RECORDED DATA
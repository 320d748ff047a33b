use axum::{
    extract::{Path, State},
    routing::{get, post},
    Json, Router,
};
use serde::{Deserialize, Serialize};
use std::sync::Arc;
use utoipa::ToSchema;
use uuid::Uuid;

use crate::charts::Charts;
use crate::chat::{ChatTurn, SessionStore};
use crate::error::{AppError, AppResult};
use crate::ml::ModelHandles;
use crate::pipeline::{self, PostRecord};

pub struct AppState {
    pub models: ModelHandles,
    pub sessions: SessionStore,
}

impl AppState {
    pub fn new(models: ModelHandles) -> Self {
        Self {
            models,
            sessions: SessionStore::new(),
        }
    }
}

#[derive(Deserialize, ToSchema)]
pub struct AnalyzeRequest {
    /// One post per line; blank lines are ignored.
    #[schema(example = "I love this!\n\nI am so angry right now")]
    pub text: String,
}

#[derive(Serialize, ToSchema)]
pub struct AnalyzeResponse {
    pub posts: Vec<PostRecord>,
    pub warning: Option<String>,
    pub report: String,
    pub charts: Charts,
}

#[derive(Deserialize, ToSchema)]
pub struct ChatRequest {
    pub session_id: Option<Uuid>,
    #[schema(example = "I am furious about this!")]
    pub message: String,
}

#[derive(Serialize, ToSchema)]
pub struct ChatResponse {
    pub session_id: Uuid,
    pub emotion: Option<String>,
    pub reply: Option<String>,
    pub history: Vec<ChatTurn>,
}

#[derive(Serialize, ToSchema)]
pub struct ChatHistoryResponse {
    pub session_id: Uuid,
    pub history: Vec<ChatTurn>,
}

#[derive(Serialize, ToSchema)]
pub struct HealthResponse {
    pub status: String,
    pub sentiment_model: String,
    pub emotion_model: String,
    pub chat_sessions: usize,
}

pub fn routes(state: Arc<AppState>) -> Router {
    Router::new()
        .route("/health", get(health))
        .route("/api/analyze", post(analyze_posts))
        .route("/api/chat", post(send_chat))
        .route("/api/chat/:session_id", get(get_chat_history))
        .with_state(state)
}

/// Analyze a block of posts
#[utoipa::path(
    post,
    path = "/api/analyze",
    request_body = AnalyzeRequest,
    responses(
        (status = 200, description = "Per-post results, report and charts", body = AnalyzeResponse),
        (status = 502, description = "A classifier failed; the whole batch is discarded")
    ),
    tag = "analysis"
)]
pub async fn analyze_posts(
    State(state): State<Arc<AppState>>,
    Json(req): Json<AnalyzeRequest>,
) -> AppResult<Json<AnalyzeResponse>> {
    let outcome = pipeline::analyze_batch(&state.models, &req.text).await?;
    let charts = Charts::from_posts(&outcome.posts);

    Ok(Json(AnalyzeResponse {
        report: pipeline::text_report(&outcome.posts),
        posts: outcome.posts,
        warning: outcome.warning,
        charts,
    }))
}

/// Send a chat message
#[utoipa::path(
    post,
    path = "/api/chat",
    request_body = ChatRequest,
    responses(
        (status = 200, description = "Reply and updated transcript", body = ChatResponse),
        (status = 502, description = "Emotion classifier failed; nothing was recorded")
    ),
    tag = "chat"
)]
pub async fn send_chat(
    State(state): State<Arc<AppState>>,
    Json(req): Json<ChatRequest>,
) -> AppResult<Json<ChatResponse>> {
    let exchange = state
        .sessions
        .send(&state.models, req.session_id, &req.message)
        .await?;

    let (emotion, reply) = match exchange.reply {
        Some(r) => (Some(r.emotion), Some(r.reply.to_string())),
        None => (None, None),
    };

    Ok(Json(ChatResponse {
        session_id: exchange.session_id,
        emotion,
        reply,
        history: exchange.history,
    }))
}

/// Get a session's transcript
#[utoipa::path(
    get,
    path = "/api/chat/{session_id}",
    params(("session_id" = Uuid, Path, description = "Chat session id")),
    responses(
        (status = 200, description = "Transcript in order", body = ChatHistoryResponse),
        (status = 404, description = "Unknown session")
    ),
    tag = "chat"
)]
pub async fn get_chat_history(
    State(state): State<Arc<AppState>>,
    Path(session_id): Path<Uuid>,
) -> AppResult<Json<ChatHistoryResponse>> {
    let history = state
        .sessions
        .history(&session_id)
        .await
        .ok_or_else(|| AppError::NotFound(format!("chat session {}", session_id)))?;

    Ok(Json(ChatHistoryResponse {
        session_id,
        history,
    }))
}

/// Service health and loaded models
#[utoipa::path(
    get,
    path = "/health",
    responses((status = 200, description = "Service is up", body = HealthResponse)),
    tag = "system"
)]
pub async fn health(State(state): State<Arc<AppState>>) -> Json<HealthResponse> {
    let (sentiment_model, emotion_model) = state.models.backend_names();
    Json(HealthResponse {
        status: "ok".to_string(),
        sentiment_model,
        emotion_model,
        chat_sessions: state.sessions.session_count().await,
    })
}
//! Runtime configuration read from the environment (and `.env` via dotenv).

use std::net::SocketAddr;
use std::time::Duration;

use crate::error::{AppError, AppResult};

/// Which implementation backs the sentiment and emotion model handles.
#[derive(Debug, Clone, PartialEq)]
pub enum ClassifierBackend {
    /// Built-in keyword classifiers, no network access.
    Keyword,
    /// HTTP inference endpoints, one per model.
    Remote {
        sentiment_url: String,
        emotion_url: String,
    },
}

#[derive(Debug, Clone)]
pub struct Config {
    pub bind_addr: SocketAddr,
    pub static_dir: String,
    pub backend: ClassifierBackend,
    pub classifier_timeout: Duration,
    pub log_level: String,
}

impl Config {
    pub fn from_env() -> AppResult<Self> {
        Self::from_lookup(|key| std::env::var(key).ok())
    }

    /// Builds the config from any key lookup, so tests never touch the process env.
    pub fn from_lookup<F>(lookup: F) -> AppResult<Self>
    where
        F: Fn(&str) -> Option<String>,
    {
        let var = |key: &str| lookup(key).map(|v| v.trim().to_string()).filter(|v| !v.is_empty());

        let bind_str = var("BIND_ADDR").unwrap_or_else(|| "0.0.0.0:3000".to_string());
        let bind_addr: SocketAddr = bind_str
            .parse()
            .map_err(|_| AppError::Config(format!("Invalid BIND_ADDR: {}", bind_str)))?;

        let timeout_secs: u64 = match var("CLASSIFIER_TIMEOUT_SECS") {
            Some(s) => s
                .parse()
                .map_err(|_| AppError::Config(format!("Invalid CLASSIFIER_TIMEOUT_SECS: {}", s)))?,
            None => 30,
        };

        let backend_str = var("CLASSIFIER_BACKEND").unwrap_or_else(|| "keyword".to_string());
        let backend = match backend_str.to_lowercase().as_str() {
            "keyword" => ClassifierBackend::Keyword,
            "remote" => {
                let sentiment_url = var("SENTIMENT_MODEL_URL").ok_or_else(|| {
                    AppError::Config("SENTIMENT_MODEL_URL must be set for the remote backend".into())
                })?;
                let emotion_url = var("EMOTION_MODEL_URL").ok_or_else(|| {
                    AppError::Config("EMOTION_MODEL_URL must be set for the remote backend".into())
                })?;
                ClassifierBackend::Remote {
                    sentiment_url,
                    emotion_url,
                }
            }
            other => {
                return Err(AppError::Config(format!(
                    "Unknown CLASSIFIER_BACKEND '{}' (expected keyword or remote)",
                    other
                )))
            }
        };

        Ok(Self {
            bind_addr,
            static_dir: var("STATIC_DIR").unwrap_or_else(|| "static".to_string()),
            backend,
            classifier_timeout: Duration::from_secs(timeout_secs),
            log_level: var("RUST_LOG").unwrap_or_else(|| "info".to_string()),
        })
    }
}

PROBLEM TO SOLVE
Scan the entries above, and wherever a line holds the string "ClassifierBackend", copy it.

SOLUTION BELOW
pub enum ClassifierBackend {
    pub backend: ClassifierBackend,
            "keyword" => ClassifierBackend::Keyword,
                ClassifierBackend::Remote {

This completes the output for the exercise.